Christo se retint de lui révéler que ceux-ci faisaient des pieds et des mains afin de le revoir et de le blesser à nouveau. Ils désiraient réparation pour la perte d’un futur alpha comme Bror et tentait d’obtenir une audience sans succès, bien entendu. Mais ce qui le perturbait le plus était la hargne qu’y mettait son géniteur.

Je dois faire en sorte que tout le monde l’aime, songea le vampire en sentant sa gorge se nouer.

— Ils veulent ma mort, n’est-ce pas ?

Christo, bouleversé, ne dit rien. Il contempla son loup, se demandant ce qu’il ressentait. Mais Haru ne paraissait pas vraiment triste, juste amère.

— J’ai l’impression qu’ils ne me laisseront jamais tranquille, ni moi ni Bror. Toujours sur notre dos ceux-là. J’aimerais tellement pouvoir les oublier.

Ces paroles n’étaient pas réellement destinées au prince et celui-ci le savait, il s’agissait plus d’une pensée enfouie qui resurgissait. Christo passa son bras autour de ses épaules et vint le serrer contre lui.

— Mon petit loup, ils peuvent bien tout tenter, tu resteras à moi quoiqu’il arrive, car je ne permettrai jamais qu’on te touche.
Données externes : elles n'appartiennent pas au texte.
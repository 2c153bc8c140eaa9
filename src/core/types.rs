//! Core data types shared by every anchoring component

use crate::core::constants::DEFAULT_AREA_KEY;
use nalgebra::{Isometry3, Translation3, UnitQuaternion, Vector3};
use serde::{Deserialize, Serialize};
use std::time::{SystemTime, UNIX_EPOCH};

/// Milliseconds since the Unix epoch, or 0 if the clock is before it
pub fn current_timestamp_ms() -> u64 {
    SystemTime::now()
        .duration_since(UNIX_EPOCH)
        .map(|d| d.as_millis() as u64)
        .unwrap_or(0)
}

/// GPS coordinate in decimal degrees
#[derive(Debug, Clone, Copy, PartialEq, Serialize, Deserialize)]
pub struct GeoPoint {
    pub latitude: f64,
    pub longitude: f64,
    /// Altitude above the reference ellipsoid (meters), when the fix has one
    pub altitude: Option<f64>,
}

impl GeoPoint {
    pub fn new(latitude: f64, longitude: f64) -> Self {
        Self {
            latitude,
            longitude,
            altitude: None,
        }
    }

    pub fn with_altitude(mut self, altitude: f64) -> Self {
        self.altitude = Some(altitude);
        self
    }

    /// Latitude and longitude are finite and inside their valid ranges
    pub fn is_valid(&self) -> bool {
        self.latitude.is_finite()
            && self.longitude.is_finite()
            && (-90.0..=90.0).contains(&self.latitude)
            && (-180.0..=180.0).contains(&self.longitude)
            && self.altitude.map_or(true, f64::is_finite)
    }
}

/// Rigid transform in a session's local tracking space
///
/// Meaningless outside its session unless paired with the anchor's
/// [`OriginBinding`].
#[derive(Debug, Clone, Copy, PartialEq, Serialize, Deserialize)]
pub struct LocalTransform {
    pub position: Vector3<f64>,
    pub orientation: UnitQuaternion<f64>,
}

impl Default for LocalTransform {
    fn default() -> Self {
        Self::identity()
    }
}

impl LocalTransform {
    pub fn identity() -> Self {
        Self {
            position: Vector3::zeros(),
            orientation: UnitQuaternion::identity(),
        }
    }

    pub fn from_position(x: f64, y: f64, z: f64) -> Self {
        Self {
            position: Vector3::new(x, y, z),
            orientation: UnitQuaternion::identity(),
        }
    }

    pub fn with_orientation(mut self, orientation: UnitQuaternion<f64>) -> Self {
        self.orientation = orientation;
        self
    }

    pub fn from_isometry(iso: &Isometry3<f64>) -> Self {
        Self {
            position: iso.translation.vector,
            orientation: iso.rotation,
        }
    }

    pub fn to_isometry(&self) -> Isometry3<f64> {
        Isometry3::from_parts(Translation3::from(self.position), self.orientation)
    }

    /// Distance in the horizontal (X/Z) plane, ignoring height
    pub fn horizontal_distance_to(&self, other: &LocalTransform) -> f64 {
        let dx = self.position.x - other.position.x;
        let dz = self.position.z - other.position.z;
        (dx * dx + dz * dz).sqrt()
    }

    pub fn is_finite(&self) -> bool {
        self.position.iter().all(|v| v.is_finite())
            && self.orientation.coords.iter().all(|v| v.is_finite())
    }
}

/// Ties local-space (0,0,0) of one session to a real-world GPS point
#[derive(Debug, Clone, PartialEq, Serialize, Deserialize)]
pub struct OriginBinding {
    pub origin_gps: GeoPoint,
    pub session_id: String,
    /// When the fix was bound (milliseconds since epoch)
    pub bound_at_ms: u64,
    /// Derived from a placement target rather than a real GPS fix
    #[serde(default)]
    pub provisional: bool,
}

impl OriginBinding {
    pub fn new(origin_gps: GeoPoint, session_id: impl Into<String>, bound_at_ms: u64) -> Self {
        Self {
            origin_gps,
            session_id: session_id.into(),
            bound_at_ms,
            provisional: false,
        }
    }

    /// Binding used before the session has a usable GPS fix
    pub fn provisional(origin_gps: GeoPoint, session_id: impl Into<String>, bound_at_ms: u64) -> Self {
        Self {
            provisional: true,
            ..Self::new(origin_gps, session_id, bound_at_ms)
        }
    }

    /// Whether two bindings describe the same local frame
    pub fn same_frame(&self, other: &OriginBinding) -> bool {
        self.session_id == other.session_id
            && self.provisional == other.provisional
            && self.origin_gps.latitude == other.origin_gps.latitude
            && self.origin_gps.longitude == other.origin_gps.longitude
    }
}

/// A virtual object's placement, valid only under its origin binding
#[derive(Debug, Clone, PartialEq, Serialize, Deserialize)]
pub struct Anchor {
    /// Object identifier, stable across sessions and devices
    pub object_id: String,
    pub local_transform: LocalTransform,
    pub origin_binding: OriginBinding,
    /// Placement confidence in [0, 1]
    pub quality_score: f64,
    pub created_at_ms: u64,
    pub last_verified_at_ms: u64,
    pub source_device_id: String,
    /// Physical area the anchor belongs to (capacity is counted per area)
    #[serde(default = "default_area_key")]
    pub area_key: String,
}

fn default_area_key() -> String {
    DEFAULT_AREA_KEY.to_string()
}

impl Anchor {
    pub fn new(
        object_id: impl Into<String>,
        local_transform: LocalTransform,
        origin_binding: OriginBinding,
        quality_score: f64,
        source_device_id: impl Into<String>,
        now_ms: u64,
    ) -> Self {
        Self {
            object_id: object_id.into(),
            local_transform,
            origin_binding,
            quality_score: quality_score.clamp(0.0, 1.0),
            created_at_ms: now_ms,
            last_verified_at_ms: now_ms,
            source_device_id: source_device_id.into(),
            area_key: default_area_key(),
        }
    }

    pub fn in_area(mut self, area_key: impl Into<String>) -> Self {
        self.area_key = area_key.into();
        self
    }

    /// Copy of this anchor moved into another frame; transform and binding change together
    pub fn rebound(&self, local_transform: LocalTransform, origin_binding: OriginBinding, now_ms: u64) -> Self {
        Self {
            local_transform,
            origin_binding,
            last_verified_at_ms: now_ms,
            ..self.clone()
        }
    }
}

/// Object size class, controls the fallback grounding offset
#[derive(Debug, Clone, Copy, PartialEq, Eq, Hash, Serialize, Deserialize)]
pub enum ObjectClass {
    Small,
    Large,
}

/// A horizontal plane hit reported by the tracking session
#[derive(Debug, Clone, Copy, PartialEq, Serialize, Deserialize)]
pub struct SurfaceHit {
    pub x: f64,
    pub y: f64,
    pub z: f64,
}

impl SurfaceHit {
    pub fn new(x: f64, y: f64, z: f64) -> Self {
        Self { x, y, z }
    }
}

/// Where a resolved ground height came from
#[derive(Debug, Clone, Copy, PartialEq, Eq, Serialize, Deserialize)]
pub enum GroundSource {
    /// A detected horizontal surface
    Surface,
    /// Class default below the observer
    Fallback,
}

/// Cached grounding result for one grid cell
#[derive(Debug, Clone, Copy, PartialEq)]
pub struct SurfaceSample {
    pub local_x: f64,
    pub local_z: f64,
    pub resolved_y: f64,
    pub source: GroundSource,
    pub sampled_at: std::time::Instant,
}

/// Live tracking quality inputs for snapshot scoring
#[derive(Debug, Clone, Default, PartialEq, Serialize, Deserialize)]
pub struct TrackingQualitySignals {
    /// Raw feature points tracked this frame
    pub point_count: u32,
    /// Detected planes
    pub plane_count: u32,
    /// Feature points per square meter of observed area, normalized by the session
    pub feature_density: f64,
    /// Positions of tracked reference points/planes
    pub reference_positions: Vec<Vector3<f64>>,
}

/// Opaque tracking-space capture for one physical area
#[derive(Debug, Clone, PartialEq, Serialize, Deserialize)]
pub struct WorldSnapshot {
    pub blob: Vec<u8>,
    pub quality_score: f64,
    pub captured_at_ms: u64,
    pub area_key: String,
}

/// Anchors and optional snapshot exchanged with a peer
#[derive(Debug, Clone, PartialEq, Serialize, Deserialize)]
pub struct SyncBundle {
    pub anchors: Vec<Anchor>,
    pub snapshot: Option<WorldSnapshot>,
    pub sender_device_id: String,
    pub timestamp_ms: u64,
    #[serde(default = "default_area_key")]
    pub area_key: String,
}

#[cfg(test)]
mod tests {
    use super::*;

    fn binding() -> OriginBinding {
        OriginBinding::new(GeoPoint::new(37.7749, -122.4194), "session-a", 1000)
    }

    #[test]
    fn test_anchor_quality_is_clamped() {
        let anchor = Anchor::new("chest", LocalTransform::identity(), binding(), 1.7, "dev-1", 10);
        assert_eq!(anchor.quality_score, 1.0);
        assert_eq!(anchor.area_key, DEFAULT_AREA_KEY);
    }

    #[test]
    fn test_rebound_replaces_transform_and_binding_together() {
        let anchor = Anchor::new("chest", LocalTransform::from_position(1.0, 0.0, 2.0), binding(), 0.6, "dev-1", 10);
        let other = OriginBinding::new(GeoPoint::new(37.0, -122.0), "session-b", 2000);
        let moved = anchor.rebound(LocalTransform::from_position(3.0, 0.0, 4.0), other.clone(), 50);

        assert_eq!(moved.origin_binding, other);
        assert_eq!(moved.local_transform.position, Vector3::new(3.0, 0.0, 4.0));
        assert_eq!(moved.created_at_ms, 10);
        assert_eq!(moved.last_verified_at_ms, 50);
    }

    #[test]
    fn test_same_frame() {
        let a = binding();
        let mut b = binding();
        assert!(a.same_frame(&b));
        b.session_id = "session-b".to_string();
        assert!(!a.same_frame(&b));

        let provisional = OriginBinding::provisional(a.origin_gps, a.session_id.clone(), a.bound_at_ms);
        assert!(!a.same_frame(&provisional));
    }

    #[test]
    fn test_binding_without_provisional_field_parses() {
        let json = r#"{"origin_gps":{"latitude":1.0,"longitude":2.0,"altitude":null},"session_id":"s","bound_at_ms":3}"#;
        let parsed: OriginBinding = serde_json::from_str(json).unwrap();
        assert!(!parsed.provisional);
        assert_eq!(parsed.origin_gps, GeoPoint::new(1.0, 2.0));
    }

    #[test]
    fn test_geo_point_validation() {
        assert!(GeoPoint::new(37.7749, -122.4194).is_valid());
        assert!(!GeoPoint::new(91.0, 0.0).is_valid());
        assert!(!GeoPoint::new(f64::NAN, 0.0).is_valid());
    }

    #[test]
    fn test_isometry_round_trip() {
        let rotation = UnitQuaternion::from_euler_angles(0.0, 0.5, 0.0);
        let transform = LocalTransform::from_position(1.0, 2.0, 3.0).with_orientation(rotation);
        let back = LocalTransform::from_isometry(&transform.to_isometry());
        assert!((back.position - transform.position).norm() < 1e-12);
        assert!(back.orientation.angle_to(&transform.orientation) < 1e-12);
    }
}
Haru pouffa et l’éloigna gentiment.

— Dis pas des bêtises, souffla-t-il. Tu fais tout pour me mettre mal à l’aise.

— C’est parce qu’il n’y a rien de plus amusant que de te voir rougir, s’éclaffa le vampire en déposant sur sa joue un tendre baiser.

Son geste n’eut d’autre effet que de rendre son compagnon plus écarlate encore. Christo afficha alors un sourire énigmatique qu’Haru ne put interpréter, sa timidité jaillissant d’un coup. Il dissimula son visage derrière ses cheveux châtain dans l’espoir de ne pas révéler son trouble, mais le prince repoussa les quelques mèches pour l’obliger à lui dévoiler ses yeux. Ils s’observèrent un long moment où le jeune loup fut confronté à deux anneaux gris d’une fabuleuse intensité. Il ne savait pas ce qu’il devait faire ni quoi dire, ni même s’il devait vraiment parler.

Cet instant ne dura pourtant que quelques secondes, mais ce fut suffisant pour croire qu’une éternité s’écoulait, puis Christo tourna la tête brusquement. Il grimaça avant de se relever.

— Hotto est arrivé, il t’attend dans la verrière. Je reviens !

Haru fut surpris de le voir changer d’humeur aussi rapidement. Il se redressa à son tour les traits inquiets, remarquant un peu tard que les fées des bois s’étaient volatilisées.